The Ontario government has now announced that it will amend the regulations under the EA to extend and expand upon the existing tax incentives. Key proposed changes include:

  • Extending the transfer tax exemption for LDC acquisitions until Dec.31, 2028 and setting the transfer tax rate to zero for all LDC acquisitions, regardless of size.
  • Continuing capital gains exemptions from payments in lieu of taxes ("PILs") arising under the departure tax provisions of the EA.

These amendments aim to encourage private sector investment in the LDCs and accelerate consolidation in a sector that remains highly fragmented. The government argues that larger, consolidated utilities will be better positioned to make needed infrastructure investments, improve operational efficiency, and keep electricity rates affordable for consumers.

The federal government's role

While Ontario has taken steps to encourage LDC consolidation, the federal government's role remains crucial in addressing key barriers to the process. The tax rules in the EA are not the primary obstacle to LDC consolidation. In fact, mergers between two or more LDCs can already occur without triggering PILs departure tax or transfer tax.

The real challenge for LDCs lies in attracting new, non-municipal capital investment to help fund the significant investments required to meet the net-zero targets associated with the increased electrification of our economy, without causing non-municipal ownership to fall below 90 per cent.

Current industry projections in Ontario show anticipated capital required to meet these electrification objectives to be in the range of thirty billion dollars or more—and there is, at present, no source of available capital to achieve this.

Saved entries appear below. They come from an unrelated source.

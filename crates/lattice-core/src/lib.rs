//! # lattice-core
//!
//! The local knowledge-graph engine for Lattice - THE LOGIC.
//!
//! This crate maintains a weighted relationship graph over external
//! content units ("atoms"): it consumes atom lifecycle events, keeps
//! explicit edges reconciled with declared links, materializes semantic,
//! contextual, and transitive edges, blends four weight components per
//! edge, and answers bounded traversal and ranking queries behind
//! TTL + LRU cache tiers.
//!
//! ## Architectural Constraints
//!
//! - The CORE is the only place graph state exists (stateful).
//! - Exactly one writer: every mutation flows through [`GraphEngine`].
//! - Queries are read-only and computationally bounded.
//! - Content stays external; the graph stores ids, denormalized
//!   attributes, and weights, never atom bodies.
//! - NO async, NO network dependencies (pure Rust); the app layer owns
//!   the runtime.

// =============================================================================
// MODULES
// =============================================================================

pub mod cache;
pub mod engine;
pub mod graph;
pub mod primitives;
pub mod query;
pub mod storage;
pub mod types;
pub mod weights;

// =============================================================================
// RE-EXPORTS: Core Types (from types module)
// =============================================================================

pub use types::{
    AccessKind, AtomDescriptor, AtomEvent, AtomField, AtomId, AtomLink, EdgeId, EdgeKey, EdgeKind,
    GraphEdge, GraphNode, GraphStats, LatticeError, SimilarityScore,
};

// =============================================================================
// RE-EXPORTS: Graph Engine
// =============================================================================

pub use engine::{GraphEngine, MutationReport};
pub use graph::{GraphStore, MemoryGraph};
pub use query::{Direction, NeighborEntry, Neighborhood, NodeFilter, QueryEngine};
pub use storage::{RedbStore, StorageBackend};

// =============================================================================
// RE-EXPORTS: Cache Tiers
// =============================================================================

pub use cache::{
    CacheStatsSnapshot, CachedEmbedding, CachedQuery, EmbeddingCache, NeighborhoodCache,
    QueryCache, canonical_query_key,
};
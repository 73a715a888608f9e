code_list! {
    /// UNTDID 1001 document name code of the invoice itself.
    pub enum InvoiceType {
        RequestForPayment = "71",
        DebitNoteRelatedToGoodsOrServices = "80",
        CreditNoteRelatedToGoodsOrServices = "81",
        MeteredServicesInvoice = "82",
        DebitNoteRelatedToFinancialAdjustments = "84",
        SelfBilledCreditNote = "261",
        CreditNoteRelatedToFinancialAdjustments = "262",
        PartialInvoice = "326",
        Invoice = "380",
        CreditNote = "381",
        CommissionNote = "382",
        DebitNote = "383",
        Correction = "384",
        PrepaymentInvoice = "386",
        SelfBilledInvoice = "389",
        FactoredInvoice = "393",
        ForwardersInvoice = "623",
        InvoiceInformation = "751",
        PartialConstructionInvoice = "875",
        PartialFinalConstructionInvoice = "876",
        FinalConstructionInvoice = "877",
    }
}

impl InvoiceType {
    /// Document types that UBL carries in a `CreditNote` root.
    pub fn is_credit_note(self) -> bool {
        matches!(
            self,
            InvoiceType::CreditNote
                | InvoiceType::CreditNoteRelatedToGoodsOrServices
                | InvoiceType::CreditNoteRelatedToFinancialAdjustments
                | InvoiceType::SelfBilledCreditNote
        )
    }
}

code_list! {
    /// UNTDID 1001 type of an additional referenced document.
    pub enum DocumentTypeCode {
        PriceSalesCatalogueResponse = "50",
        InvoiceDataSheet = "130",
        ReferenceDocument = "916",
    }
}

code_list! {
    /// UNTDID 1153 reference qualifier.
    pub enum ReferenceTypeCode {
        /// Order acknowledgement number
        OrderAcknowledgement = "AAA",
        /// Proforma invoice number
        ProformaInvoice = "AAB",
        /// Delivery note number
        DeliveryNote = "AAJ",
        /// Despatch advice number
        DespatchAdvice = "AAK",
        /// Buyer's catalogue number
        BuyerCatalogue = "AAL",
        /// Contract number
        Contract = "CT",
        /// Buyer's item number
        BuyerItem = "AFB",
        /// Customer reference number
        CustomerReference = "CR",
        /// Invoice number
        Invoice = "IV",
        /// Order number (buyer)
        BuyerOrder = "ON",
        /// Project number
        Project = "AEP",
        /// Order number (supplier)
        SupplierOrder = "VN",
        /// Price list number
        PriceList = "PL",
        /// Mutually defined reference number
        MutuallyDefined = "ZZZ",
    }
}

code_list! {
    /// UNTDID 4451 text subject qualifier for notes.
    pub enum SubjectCode {
        GeneralInformation = "AAI",
        AdditionalConditions = "AAB",
        PaymentInformation = "PMT",
        SupplierRemarks = "SUR",
        LegalInformation = "ABL",
        DangerousGoods = "AAK",
        Regulatory = "REG",
        TaxDeclaration = "TXD",
        CustomsDeclaration = "CUS",
        PriceConditions = "AAC",
        PricingInformation = "PRF",
        Penalties = "PMD",
        Discount = "ACB",
    }
}

code_list! {
    /// ZUGFeRD 1.0 note content codes.
    pub enum ContentCode {
        /// Reservation of title (Eigentumsvorbehalt)
        OwnershipRetained = "EEV",
        /// Web address
        WebAddress = "WEB",
        /// Delivery condition (Lieferbedingung)
        DeliveryCondition = "VEV",
        /// Standard text 1
        StandardText1 = "ST1",
        /// Standard text 2
        StandardText2 = "ST2",
        /// Standard text 3
        StandardText3 = "ST3",
    }
}

code_list! {
    /// UNTDID 7143 item classification list.
    pub enum ProductClassificationCode {
        ProductVersionNumber = "AA",
        AssemblyNumber = "AB",
        HarmonizedSystem = "HS",
        CommonProcurementVocabulary = "CV",
        Gtin = "SRV",
        UnspscCode = "TST",
        MutuallyDefined = "ZZZ",
        CommodityCode = "CG",
        NationalProductCode = "GN",
    }
}

code_list! {
    /// Accounting account type (ZUGFeRD Extended).
    pub enum AccountingAccountType {
        Financial = "1",
        Subsidiary = "2",
        Budget = "3",
        CostAccounting = "4",
        Receivable = "5",
        Payable = "6",
        JobCostAccounting = "7",
    }
}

If this 90 per cent ownership threshold is not maintained, the departure tax is automatically triggered (and potentially transfer tax as well).

While Ontario's recent measures temper these tax impacts, they do not eliminate them entirely. For larger LDCs, a departure tax event can still be prohibitively expensive, as much of an LDC's value would be in the form of depreciable property which, when subject to a deemed disposition, would give rise to recaptured depreciation rather than a capital gain, thus triggering departure tax.

The LDC community has been actively lobbying the federal government to address this 90 per cent threshold issue. Lowering this threshold would allow LDCs to maintain income tax-exempt status and avoid triggering departure tax while permitting non-municipal investors to invest more than the current 10 per cent limit. This change could significantly facilitate private investment in the sector thereby providing funding for the required investments, accelerating consolidation and creating the conditions for innovative development and investment across the LDC sector.

Conclusion and outlook

There have been discussions at the federal level about potentially lowering this threshold. However, the current political landscape presents challenges to driving policy action. With a minority parliament and a looming election, there's a not insignificant possibility that parliament may prorogue, potentially further delaying any progress on this issue.

Critics argue that creating exceptions to this tax policy specifically for the energy sector might not be constructive, as it is designed to be universally applied. However, it is arguable that enabling non-municipal investment and promoting LDC consolidation serve to improve efficiency and grid innovation and are productive measures for the overall Canadian economy.

In sum, Ontario's proposed changes to the EA represents a welcome step. However, attracting private investment remains a critical challenge that could be addressed through federal action to address the 90 per cent ownership threshold.

As discussions continue, policymakers must balance investment incentives with local control and consumer protection. The outcome of these efforts will shape Ontario's electricity distribution landscape and its ability to adapt to and benefit from the energy transition for decades to come. With ongoing pressure for grid modernization, collaboration between provincial and federal governments will be essential in ensuring a resilient electricity system.